COCONUT CREAM CAKE - PAULA DEEN
This cake sits in the fridge for three days after making- and it is worth every minute!! :) Perfect for dinner parties because you can make it in advance. It is a 6 layer show stopper- tastes every bit as good as it looks! :) I have had a lot of recipe requests for this one-- I will post a picture as soon as I can! :)
Provided by Chez Michelle
Categories Dessert
Time 55m
Yield 1 cake, 20 serving(s)
Number Of Ingredients 13
Steps:
- Preheat the oven to 350°F.
- Grease and flour three 9 inch round pans. (I put small parchment round in the bottom of the pan).
- For the cake, cream the butter and granulated sugar until light and fluffy. Add the eggs one at a time, beating well after each addition.
- Combine the flour and baking powder: add to the creamed mixture alternately with the milk, beginning and ending with flour.
- Stir in the vanilla.
- Divide the batter evenly among the prepared pans and bake for 25-30 minutes, or until firm to the touch.

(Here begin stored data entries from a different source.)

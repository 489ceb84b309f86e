//! Sine-modulated delay (flanger, and chorus with longer windows).
//!
//! The tap of an internal [`Delay`] line sweeps between `min_delay` and
//! `max_delay` samples following a sine LFO:
//!
//! ```text
//! D[n] = min + (max - min) * (0.5 + 0.5 * sin(phase[n]))
//! ```
//!
//! The delay for a sample is computed from the phase *before* the LFO
//! advances, so the first sample uses phase 0 (the centre of the window).

use crate::constants::MAX_DELAY_SAMPLES;
use crate::dsp::lfo::SineLfo;
use crate::error::{ensure_finite, Error, Result};
use crate::sample::Sample;

use super::{Delay, Effect};

/// Modulated feedback delay.
///
/// # Example
/// ```ignore
/// // Classic flanger: 1–5 ms sweep at 0.25 Hz
/// let mut flanger = Flanger::<i16>::new(44.0, 220.0, 0.25, 44_100, 0.6, 0.5)?;
/// ```
pub struct Flanger<S: Sample> {
    line: Delay<S>,
    lfo: SineLfo,
    min_delay: f32,
    max_delay: f32,
    rate_hz: f32,
    sample_rate: u32,
}

impl<S: Sample> Flanger<S> {
    /// Build a flanger sweeping `min_delay..=max_delay` samples at `rate_hz`.
    ///
    /// Fails when the window is empty, inverted, shorter than one sample,
    /// or longer than the crate's delay limit.
    pub fn new(
        min_delay: f32,
        max_delay: f32,
        rate_hz: f32,
        sample_rate: u32,
        feedback: f32,
        mix: f32,
    ) -> Result<Self> {
        ensure_finite("min_delay", min_delay)?;
        ensure_finite("max_delay", max_delay)?;
        ensure_finite("rate_hz", rate_hz)?;
        if sample_rate == 0 {
            return Err(Error::InvalidSampleRate(sample_rate));
        }
        if min_delay < 1.0 || max_delay < min_delay {
            return Err(Error::InvalidModulation {
                min: min_delay,
                max: max_delay,
            });
        }
        if max_delay > MAX_DELAY_SAMPLES as f32 {
            return Err(Error::DelayOutOfRange {
                requested: max_delay,
                max: MAX_DELAY_SAMPLES,
            });
        }
        if rate_hz < 0.0 {
            return Err(Error::InvalidModulation {
                min: min_delay,
                max: max_delay,
            });
        }

        let centre = 0.5 * (min_delay + max_delay);
        Ok(Flanger {
            line: Delay::new(max_delay, centre, feedback, mix)?,
            lfo: SineLfo::new(rate_hz, sample_rate),
            min_delay,
            max_delay,
            rate_hz,
            sample_rate,
        })
    }

    /// Change the sweep rate. The LFO phase is kept.
    pub fn set_rate(&mut self, rate_hz: f32) -> Result<()> {
        ensure_finite("rate_hz", rate_hz)?;
        if rate_hz < 0.0 {
            return Err(Error::InvalidModulation {
                min: self.min_delay,
                max: self.max_delay,
            });
        }
        self.rate_hz = rate_hz;
        self.lfo.set_rate(rate_hz, self.sample_rate);
        Ok(())
    }

    /// Feedback gain of the modulated line.
    pub fn set_feedback(&mut self, feedback: f32) -> Result<()> {
        self.line.set_feedback(feedback)
    }

    /// Wet/dry balance, `0` dry to `1` wet.
    pub fn set_mix(&mut self, mix: f32) -> Result<()> {
        self.line.set_mix(mix)
    }

    /// LFO rate in hertz.
    pub fn rate(&self) -> f32 {
        self.rate_hz
    }

    /// Sweep window as `(min_delay, max_delay)` in samples.
    pub fn window(&self) -> (f32, f32) {
        (self.min_delay, self.max_delay)
    }

    /// Current LFO phase in radians.
    pub fn phase(&self) -> f32 {
        self.lfo.phase_radians()
    }

    #[inline]
    fn current_delay(&mut self) -> f32 {
        let sweep = self.lfo.next_unipolar();
        let delay = self.min_delay + (self.max_delay - self.min_delay) * sweep;
        // Float rounding must never push the tap outside the line
        delay.clamp(self.min_delay, self.max_delay)
    }
}

impl<S: Sample> Effect<S> for Flanger<S> {
    #[inline]
    fn process(&mut self, sample: S) -> S {
        let delay = self.current_delay();
        self.line.step(sample, delay)
    }

    fn reset(&mut self) {
        self.line.reset();
        self.lfo.reset();
    }

    fn name(&self) -> &'static str {
        "flanger"
    }
}

#[cfg(test)]
mod tests {
    use super::*;
    use alloc::vec::Vec;

    #[test]
    fn window_validation() {
        assert!(matches!(
            Flanger::<i16>::new(0.5, 10.0, 1.0, 1000, 0.0, 1.0),
            Err(Error::InvalidModulation { .. })
        ));
        assert!(matches!(
            Flanger::<i16>::new(10.0, 5.0, 1.0, 1000, 0.0, 1.0),
            Err(Error::InvalidModulation { .. })
        ));
        assert!(matches!(
            Flanger::<i16>::new(2.0, 5.0, -1.0, 1000, 0.0, 1.0),
            Err(Error::InvalidModulation { .. })
        ));
        assert_eq!(
            Flanger::<i16>::new(2.0, 5.0, 1.0, 0, 0.0, 1.0).err(),
            Some(Error::InvalidSampleRate(0))
        );
        assert!(matches!(
            Flanger::<i16>::new(2.0, 1e9, 1.0, 1000, 0.0, 1.0),
            Err(Error::DelayOutOfRange { .. })
        ));
    }

    #[test]
    fn zero_width_window_is_a_plain_delay() {
        let mut flanger = Flanger::<i16>::new(3.0, 3.0, 5.0, 1000, 0.0, 1.0).unwrap();
        let out: Vec<i16> = [10, 20, 30, 40, 50, 60]
            .iter()
            .map(|&x| flanger.process(x))
            .collect();
        assert_eq!(out, [0, 0, 0, 10, 20, 30]);
    }

    #[test]
    fn sweep_stays_inside_window() {
        let mut flanger = Flanger::<i16>::new(2.0, 6.0, 50.0, 1000, 0.0, 1.0).unwrap();
        for _ in 0..200 {
            let d = flanger.current_delay();
            assert!((2.0..=6.0).contains(&d), "delay {d} escaped the window");
        }
    }

    #[test]
    fn first_sample_uses_window_centre() {
        let mut flanger = Flanger::<i16>::new(2.0, 6.0, 1.0, 1000, 0.0, 1.0).unwrap();
        assert!(libm::fabsf(flanger.current_delay() - 4.0) < 1e-3);
    }

    #[test]
    fn phase_persists_across_calls() {
        let mut flanger = Flanger::<i16>::new(2.0, 6.0, 10.0, 1000, 0.0, 1.0).unwrap();
        flanger.process(0);
        let p1 = flanger.phase();
        flanger.process(0);
        let p2 = flanger.phase();
        assert!(p2 > p1);
        assert!(p2 < core::f32::consts::TAU);
    }

    #[test]
    fn modulation_changes_output() {
        let input: Vec<i16> = (0..256).map(|i| ((i * 97) % 2000) as i16 - 1000).collect();

        let mut fixed = Delay::<i16>::new(20.0, 10.0, 0.0, 0.5).unwrap();
        let mut swept = Flanger::<i16>::new(2.0, 18.0, 20.0, 1000, 0.0, 0.5).unwrap();

        let a: Vec<i16> = input.iter().map(|&x| fixed.process(x)).collect();
        let b: Vec<i16> = input.iter().map(|&x| swept.process(x)).collect();
        assert_ne!(a, b);
    }

    #[test]
    fn reset_rewinds_lfo() {
        let mut flanger = Flanger::<i16>::new(2.0, 6.0, 10.0, 1000, 0.3, 1.0).unwrap();
        for _ in 0..10 {
            flanger.process(1000);
        }
        flanger.reset();
        assert_eq!(flanger.phase(), 0.0);
        assert_eq!(flanger.process(0), 0);
    }
}
/// Moves interleaved PCM from a source, through one effect chain per
/// channel, to a sink.
///
/// # Example
/// ```ignore
/// let config = PipelineConfig::new(44_100, 2, BitDepth::Sixteen)
///     .with_effect(EffectConfig::Gain { level: 0.5 });
/// let mut pipe = StreamPipe::<i16, _, _>::from_config(ctx, &config, source, output)?;
///
/// // From the audio callback:
/// match pipe.pump() {
///     PumpStatus::Processed(_) | PumpStatus::Stalled | PumpStatus::Starved => {}
///     PumpStatus::Finished => { /* tear down */ }
/// }
/// ```
pub struct StreamPipe<S: Sample, Src: Source<S>, Snk: Sink<S>> {
    ctx: Context,
    source: Src,
    sink: Snk,
    chains: Vec<EffectChain<S>>,
    channels: usize,
    write_attempts: u32,
    /// Samples read from the source; `input[..carry]` is a partial frame
    /// left over from the previous read.
    input: Box<[S]>,
    carry: usize,
    /// Processed samples; `output[out_pos..out_len]` awaits the sink.
    output: Box<[S]>,
    out_pos: usize,
    out_len: usize,
    state: PipeState,
    stats: PipeStats,
}

impl<S: Sample, Src: Source<S>, Snk: Sink<S>> StreamPipe<S, Src, Snk> {
    /// Build a pipe from ready-made chains, one per channel.
    pub fn new(
        ctx: Context,
        config: &PipelineConfig,
        source: Src,
        sink: Snk,
        chains: Vec<EffectChain<S>>,
    ) -> Result<Self> {
        config.validate_for::<S>()?;
        if chains.len() != config.channels {
            return Err(Error::ChainCountMismatch {
                chains: chains.len(),
                channels: config.channels,
            });
        }
        let block_len = config.block_frames * config.channels;

        ctx_info!(
            ctx,
            "stream pipe: {} Hz, {} channels, {}, {}-frame blocks",
            config.sample_rate,
            config.channels,
            config.bit_depth,
            config.block_frames
        );

        Ok(StreamPipe {
            ctx,
            source,
            sink,
            chains,
            channels: config.channels,
            write_attempts: config.write_attempts.max(1),
            input: vec![S::EQUILIBRIUM; block_len].into_boxed_slice(),
            carry: 0,
            output: vec![S::EQUILIBRIUM; block_len].into_boxed_slice(),
            out_pos: 0,
            out_len: 0,
            state: PipeState::Idle,
            stats: PipeStats::default(),
        })
    }

    /// Build the per-channel chains from `config.effects`, then the pipe.
    pub fn from_config(
        ctx: Context,
        config: &PipelineConfig,
        source: Src,
        sink: Snk,
    ) -> Result<Self> {
        let chains = config.build_chains::<S>(&ctx)?;
        Self::new(ctx, config, source, sink, chains)
    }

    /// Move at most one block from the source to the sink.
    pub fn pump(&mut self) -> PumpStatus {
        if !self.flush() {
            self.stats.stalls += 1;
            return PumpStatus::Stalled;
        }
        if self.state == PipeState::Stopped {
            return PumpStatus::Finished;
        }

        let ch = self.channels;
        let read = self.source.read_block(&mut self.input[self.carry..]);
        let mut filled = self.carry + read.min(self.input.len() - self.carry);
        if read == 0 && !self.source.is_exhausted() {
            self.stats.starved += 1;
            return PumpStatus::Starved;
        }
        let end_of_stream = read == 0;

        if end_of_stream {
            if self.carry == 0 {
                self.state = PipeState::Stopped;
                return PumpStatus::Finished;
            }
            self.input[self.carry..ch].fill(S::EQUILIBRIUM);
            filled = ch;
            self.stats.padded_frames += 1;
        }

        if self.state == PipeState::Idle {
            self.state = PipeState::Active;
        }

        let frames = filled / ch;
        let used = frames * ch;
        for (frame_in, frame_out) in self.input[..used]
            .chunks_exact(ch)
            .zip(self.output.chunks_exact_mut(ch))
        {
            for ((chain, &x), y) in self.chains.iter_mut().zip(frame_in).zip(frame_out) {
                *y = chain.process(x);
            }
        }
        self.input.copy_within(used..filled, 0);
        self.carry = filled - used;
        self.out_pos = 0;
        self.out_len = used;

        if frames > 0 {
            self.stats.blocks += 1;
            self.stats.frames += frames as u64;
        }
        if end_of_stream {
            self.state = PipeState::Stopped;
        }

        if self.flush() {
            PumpStatus::Processed(frames)
        } else {
            self.stats.stalls += 1;
            PumpStatus::Stalled
        }
    }

    /// Pump while blocks keep flowing, and return the first status that is
    /// not [`PumpStatus::Processed`].
    pub fn run(&mut self) -> PumpStatus {
        loop {
            match self.pump() {
                PumpStatus::Processed(_) => continue,
                other => return other,
            }
        }
    }

    /// Stop pulling from the source and clear every chain.
    ///
    /// Teardown is block-granular: output already processed stays pending
    /// and is flushed by later pumps, which then report
    /// [`PumpStatus::Finished`]. A carried partial frame is discarded.
    pub fn stop(&mut self) {
        if self.state == PipeState::Stopped {
            return;
        }
        self.state = PipeState::Stopped;
        self.carry = 0;
        for chain in self.chains.iter_mut() {
            chain.clear();
        }
        ctx_info!(
            self.ctx,
            "stream pipe stopped after {} frames",
            self.stats.frames
        );
    }

    /// Where the pipe is in its lifecycle.
    pub fn state(&self) -> PipeState {
        self.state
    }

    /// Counters since construction.
    pub fn stats(&self) -> PipeStats {
        self.stats
    }

    /// Interleaved channels per frame.
    pub fn channels(&self) -> usize {
        self.channels
    }

    /// Processed samples the sink has not accepted yet.
    pub fn pending(&self) -> usize {
        self.out_len - self.out_pos
    }

    /// The chain of `channel`, for structural changes between pumps.
    pub fn chain_mut(&mut self, channel: usize) -> Option<&mut EffectChain<S>> {
        self.chains.get_mut(channel)
    }

    /// Every channel's chain, in channel order.
    pub fn chains(&self) -> &[EffectChain<S>] {
        &self.chains
    }

    /// The source being read.
    pub fn source(&self) -> &Src {
        &self.source
    }

    /// The source, for a producer refilling it between pumps.
    pub fn source_mut(&mut self) -> &mut Src {
        &mut self.source
    }

    /// The sink being written.
    pub fn sink(&self) -> &Snk {
        &self.sink
    }

    /// The sink, for draining or reconfiguring it between pumps.
    pub fn sink_mut(&mut self) -> &mut Snk {
        &mut self.sink
    }

    /// Tear the pipe down, handing back its collaborators.
    pub fn into_parts(self) -> (Src, Snk, Vec<EffectChain<S>>) {
        ctx_debug!(
            self.ctx,
            "stream pipe released in state {:?} after {} frames ({} padded, {} pending)",
            self.state,
            self.stats.frames,
            self.stats.padded_frames,
            self.pending()
        );
        (self.source, self.sink, self.chains)
    }

    /// Offer pending output to the sink until it is all accepted or the sink
    /// refuses `write_attempts` times in a row.
    fn flush(&mut self) -> bool {
        let mut refused = 0;
        while self.out_pos < self.out_len {
            let offered = self.out_len - self.out_pos;
            let written = self
                .sink
                .write_block(&self.output[self.out_pos..self.out_len])
                .min(offered);
            if written == 0 {
                refused += 1;
                if refused >= self.write_attempts {
                    return false;
                }
            } else {
                refused = 0;
                self.out_pos += written;
            }
        }
        true
    }
}
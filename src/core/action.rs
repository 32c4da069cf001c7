//! # Actions
//!
//! Everything that can happen in Settle becomes an `Action`.
//! User picks a friend? That's `Action::SelectFriend(id)`.
//! Split form submitted? That's `Action::SplitBill(delta)`.
//!
//! The `update()` function takes the current state and an action,
//! then mutates the state in place. No I/O here beyond logging.
//!
//! ```text
//! State + Action  →  update()  →  New State (+ Effect)
//! ```
//!
//! Panel transitions:
//!
//! ```text
//!            ToggleAddForm                 SelectFriend(id)
//!   None ───────────────▶ AddingFriend ───────────────────▶ SplittingBill(id)
//!    ▲  ◀───────────────       │       ◀───────────────────        │
//!    │    ToggleAddForm        │          ToggleAddForm            │
//!    │                         │ AddFriend                         │ SplitBill / SelectFriend(id)
//!    └─────────────────────────┴───────────────────────────────────┘
//! ```

use log::{debug, info, warn};

use crate::core::friend::{Friend, FriendId, format_amount};
use crate::core::state::{App, Panel};

#[derive(Debug, Clone, PartialEq)]
pub enum Action {
    ToggleAddForm,
    /// Append an already-validated friend.
    AddFriend(Friend),
    /// Select a friend, or close the split form if it is already selected.
    SelectFriend(FriendId),
    /// Add a signed delta to the selected friend's balance.
    SplitBill(f64),
    Quit,
}

/// What the event loop should do after an update.
#[derive(Debug, Clone, Copy, PartialEq, Eq)]
pub enum Effect {
    None,
    Quit,
}

pub fn update(app: &mut App, action: Action) -> Effect {
    debug!("update: {:?} (panel={:?})", action, app.panel);

    match action {
        Action::ToggleAddForm => {
            app.panel = match app.panel {
                Panel::AddingFriend => Panel::None,
                Panel::None | Panel::SplittingBill(_) => Panel::AddingFriend,
            };
            Effect::None
        }
        Action::AddFriend(friend) => {
            info!("Added friend {} ({})", friend.name, friend.id);
            app.status_message = format!("Added {}", friend.name);
            app.friends.push(friend);
            app.panel = Panel::None;
            Effect::None
        }
        Action::SelectFriend(id) => {
            if app.friend(&id).is_none() {
                warn!("SelectFriend ignored: no friend with id {}", id);
                return Effect::None;
            }
            app.panel = match &app.panel {
                Panel::SplittingBill(current) if *current == id => Panel::None,
                _ => Panel::SplittingBill(id),
            };
            Effect::None
        }
        Action::SplitBill(delta) => {
            let Some(id) = app.selected_id().cloned() else {
                warn!("SplitBill ignored: no friend selected");
                return Effect::None;
            };
            app.friends = app
                .friends
                .iter()
                .map(|friend| {
                    if friend.id == id {
                        Friend {
                            balance: friend.balance + delta,
                            ..friend.clone()
                        }
                    } else {
                        friend.clone()
                    }
                })
                .collect();
            let status = app.friend(&id).map(|friend| {
                info!(
                    "Split bill with {}: delta {}, balance now {}",
                    friend.name, delta, friend.balance
                );
                format!(
                    "Split with {}: {}{}",
                    friend.name,
                    signed_amount(delta),
                    app.settings.currency
                )
            });
            if let Some(status) = status {
                app.status_message = status;
            }
            app.panel = Panel::None;
            Effect::None
        }
        Action::Quit => Effect::Quit,
    }
}

fn signed_amount(delta: f64) -> String {
    if delta < 0.0 {
        format!("-{}", format_amount(delta.abs()))
    } else {
        format!("+{}", format_amount(delta))
    }
}

#[cfg(test)]
mod tests {
    use super::*;
    use crate::test_support::{test_app, test_friend};

    fn three_friends() -> App {
        test_app(vec![
            test_friend("1", "Clark", -7.0),
            test_friend("2", "Sarah", 20.0),
            test_friend("3", "Anthony", 0.0),
        ])
    }

    #[test]
    fn test_toggle_add_form() {
        let mut app = three_friends();
        update(&mut app, Action::ToggleAddForm);
        assert_eq!(app.panel, Panel::AddingFriend);
        update(&mut app, Action::ToggleAddForm);
        assert_eq!(app.panel, Panel::None);
    }

    #[test]
    fn test_toggle_add_form_while_splitting_drops_selection() {
        let mut app = three_friends();
        update(&mut app, Action::SelectFriend(FriendId::from("1")));
        update(&mut app, Action::ToggleAddForm);
        assert_eq!(app.panel, Panel::AddingFriend);
        assert!(app.selected_id().is_none());
    }

    #[test]
    fn test_add_friend_appends_and_closes_form() {
        let mut app = three_friends();
        let before = app.friends.clone();
        update(&mut app, Action::ToggleAddForm);

        update(&mut app, Action::AddFriend(test_friend("4", "Dana", 0.0)));

        assert_eq!(app.friends.len(), 4);
        assert_eq!(&app.friends[..3], &before[..]);
        assert_eq!(app.friends[3].name, "Dana");
        assert_eq!(app.panel, Panel::None);
    }

    #[test]
    fn test_select_friend_closes_add_form() {
        let mut app = three_friends();
        update(&mut app, Action::ToggleAddForm);
        update(&mut app, Action::SelectFriend(FriendId::from("2")));
        assert_eq!(app.panel, Panel::SplittingBill(FriendId::from("2")));
        assert!(!app.is_add_form_open());
    }

    #[test]
    fn test_select_same_friend_twice_clears_selection() {
        let mut app = three_friends();
        update(&mut app, Action::SelectFriend(FriendId::from("2")));
        update(&mut app, Action::SelectFriend(FriendId::from("2")));
        assert_eq!(app.panel, Panel::None);
    }

    #[test]
    fn test_select_other_friend_switches_selection() {
        let mut app = three_friends();
        update(&mut app, Action::SelectFriend(FriendId::from("1")));
        update(&mut app, Action::SelectFriend(FriendId::from("3")));
        assert_eq!(app.selected_id(), Some(&FriendId::from("3")));
    }

    #[test]
    fn test_select_unknown_friend_is_ignored() {
        let mut app = three_friends();
        update(&mut app, Action::ToggleAddForm);
        update(&mut app, Action::SelectFriend(FriendId::from("nope")));
        assert_eq!(app.panel, Panel::AddingFriend);
    }

    #[test]
    fn test_split_bill_updates_only_selected_friend() {
        let mut app = three_friends();
        update(&mut app, Action::SelectFriend(FriendId::from("1")));
        update(&mut app, Action::SplitBill(30.0));

        assert_eq!(app.friends[0].balance, 23.0);
        assert_eq!(app.friends[1].balance, 20.0);
        assert_eq!(app.friends[2].balance, 0.0);
        assert_eq!(app.panel, Panel::None);
        assert_eq!(app.status_message, "Split with Clark: +30€");
    }

    #[test]
    fn test_split_bill_negative_delta() {
        let mut app = three_friends();
        update(&mut app, Action::SelectFriend(FriendId::from("1")));
        update(&mut app, Action::SplitBill(-20.0));
        assert_eq!(app.friends[0].balance, -27.0);
    }

    #[test]
    fn test_split_bill_without_selection_is_noop() {
        let mut app = three_friends();
        let before = app.friends.clone();
        update(&mut app, Action::SplitBill(10.0));
        assert_eq!(app.friends, before);
    }

    #[test]
    fn test_quit_effect() {
        let mut app = three_friends();
        assert_eq!(update(&mut app, Action::Quit), Effect::Quit);
        assert_eq!(update(&mut app, Action::ToggleAddForm), Effect::None);
    }
}
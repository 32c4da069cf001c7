use crossterm::event::{self, Event, KeyCode, KeyEventKind, KeyModifiers, MouseButton, MouseEventKind};
use std::time::Duration;

/// TUI-specific input events
#[derive(Debug, Clone, PartialEq)]
pub enum TuiEvent {
    ForceQuit, // Ctrl+C
    Escape,
    Submit,

    // Editing
    InputChar(char),
    Paste(String),
    Backspace,
    Delete,
    CursorLeft,
    CursorRight,
    CursorHome,
    CursorEnd,

    // Navigation
    CursorUp,
    CursorDown,
    NextField, // Tab
    PrevField, // Shift+Tab

    MouseClick(u16, u16),
    Resize,
}

/// Poll for an event without blocking (returns immediately)
pub fn poll_event_immediate() -> Option<TuiEvent> {
    poll_event_timeout(Duration::ZERO)
}

/// Poll for an event, blocking up to `timeout`.
///
/// Terminal read errors are treated as "no event"; the loop will poll again.
pub fn poll_event_timeout(timeout: Duration) -> Option<TuiEvent> {
    if !event::poll(timeout).ok()? {
        return None;
    }
    match event::read().ok()? {
        Event::Key(key_event) if key_event.kind != KeyEventKind::Release => {
            log::debug!("Key event: {:?} with modifiers {:?}", key_event.code, key_event.modifiers);
            match (key_event.modifiers, key_event.code) {
                (KeyModifiers::CONTROL, KeyCode::Char('c')) => Some(TuiEvent::ForceQuit),
                (_, KeyCode::Char(c)) => Some(TuiEvent::InputChar(c)),
                (_, KeyCode::Backspace) => Some(TuiEvent::Backspace),
                (_, KeyCode::Delete) => Some(TuiEvent::Delete),
                (_, KeyCode::Enter) => Some(TuiEvent::Submit),
                (_, KeyCode::Esc) => Some(TuiEvent::Escape),
                (_, KeyCode::Left) => Some(TuiEvent::CursorLeft),
                (_, KeyCode::Right) => Some(TuiEvent::CursorRight),
                (_, KeyCode::Up) => Some(TuiEvent::CursorUp),
                (_, KeyCode::Down) => Some(TuiEvent::CursorDown),
                (_, KeyCode::Home) => Some(TuiEvent::CursorHome),
                (_, KeyCode::End) => Some(TuiEvent::CursorEnd),
                (_, KeyCode::Tab) => Some(TuiEvent::NextField),
                (_, KeyCode::BackTab) => Some(TuiEvent::PrevField),
                _ => None,
            }
        }
        Event::Mouse(mouse_event) => match mouse_event.kind {
            MouseEventKind::Down(MouseButton::Left) => {
                Some(TuiEvent::MouseClick(mouse_event.column, mouse_event.row))
            }
            _ => None,
        },
        Event::Paste(data) => Some(TuiEvent::Paste(data)),
        Event::Resize(_, _) => Some(TuiEvent::Resize),
        _ => None,
    }
}
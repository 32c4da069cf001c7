//! # Friends
//!
//! The one domain entity: a friend and the running balance between them and
//! the user.
//!
//! ```text
//! balance > 0   friend owes the user
//! balance < 0   the user owes the friend (shown as its absolute value)
//! balance == 0  settled
//! ```

use std::fmt;

/// Default avatar service. New friends get `<base>?u=<id>`.
pub const DEFAULT_AVATAR_BASE_URL: &str = "https://i.pravatar.cc/48";

/// Stable identifier of a friend. Unique within a session, never reused.
#[derive(Debug, Clone, PartialEq, Eq, Hash)]
pub struct FriendId(String);

impl FriendId {
    /// Fresh random id (UUID v4).
    pub fn generate() -> Self {
        Self(uuid::Uuid::new_v4().to_string())
    }

    pub fn as_str(&self) -> &str {
        &self.0
    }
}

impl From<&str> for FriendId {
    fn from(value: &str) -> Self {
        Self(value.to_string())
    }
}

impl From<String> for FriendId {
    fn from(value: String) -> Self {
        Self(value)
    }
}

impl fmt::Display for FriendId {
    fn fmt(&self, f: &mut fmt::Formatter<'_>) -> fmt::Result {
        f.write_str(&self.0)
    }
}

#[derive(Debug, Clone, PartialEq)]
pub struct Friend {
    pub id: FriendId,
    pub name: String,
    /// Avatar URL.
    pub image: String,
    pub balance: f64,
}

/// Who owes whom, derived from the sign of a balance.
#[derive(Debug, Clone, Copy, PartialEq)]
pub enum Standing {
    /// The user owes the friend this (positive) amount.
    UserOwes(f64),
    /// The friend owes the user this (positive) amount.
    FriendOwes(f64),
    Even,
}

impl Friend {
    pub fn new(id: FriendId, name: impl Into<String>, image: impl Into<String>, balance: f64) -> Self {
        Self {
            id,
            name: name.into(),
            image: image.into(),
            balance,
        }
    }

    /// Balances that round to zero cents count as even.
    pub fn standing(&self) -> Standing {
        let cents = (self.balance * 100.0).round();
        if cents < 0.0 {
            Standing::UserOwes(self.balance.abs())
        } else if cents > 0.0 {
            Standing::FriendOwes(self.balance)
        } else {
            Standing::Even
        }
    }

    /// Human-readable balance line, e.g. "You owe Clark 7€".
    pub fn balance_message(&self, currency: &str) -> String {
        match self.standing() {
            Standing::UserOwes(amount) => {
                format!("You owe {} {}{}", self.name, format_amount(amount), currency)
            }
            Standing::FriendOwes(amount) => {
                format!("{} owes you {}{}", self.name, format_amount(amount), currency)
            }
            Standing::Even => format!("You and {} are even", self.name),
        }
    }
}

/// Appends `id` to an avatar URL as the `u` query parameter.
pub fn avatar_url(base: &str, id: &FriendId) -> String {
    let separator = if base.contains('?') { '&' } else { '?' };
    format!("{base}{separator}u={id}")
}

/// Formats an amount without a trailing `.00` for whole numbers.
pub fn format_amount(amount: f64) -> String {
    if amount.fract() == 0.0 {
        format!("{amount:.0}")
    } else {
        let fixed = format!("{amount:.2}");
        fixed.trim_end_matches('0').trim_end_matches('.').to_string()
    }
}

/// The three friends every fresh session starts with unless disabled.
pub fn demo_friends() -> Vec<Friend> {
    [("118836", "Clark", -7.0), ("933372", "Sarah", 20.0), ("499476", "Anthony", 0.0)]
        .into_iter()
        .map(|(id, name, balance)| {
            let id = FriendId::from(id);
            let image = avatar_url(DEFAULT_AVATAR_BASE_URL, &id);
            Friend::new(id, name, image, balance)
        })
        .collect()
}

- Cool the cakes for 10 minutes in the pans, then turn out to cool completely.
- While the cakes cool, make the filling: In a large chilled bowl, whip the heavy cream until stiff. Fold in the sour cream, then gradually add the confectioners sugar. Stir in the vanilla, then fold in the coconut.
- To serve, split each cake later in half horizontally. Spread the filling between the layers and on the top of the cake. Place the cake in an airtight container and refrigerate for 3 days before serving.
- When ready to serve remove from refrigerator and sprinkle with coconut. If desired frost with cool whip and then sprinkle coconut.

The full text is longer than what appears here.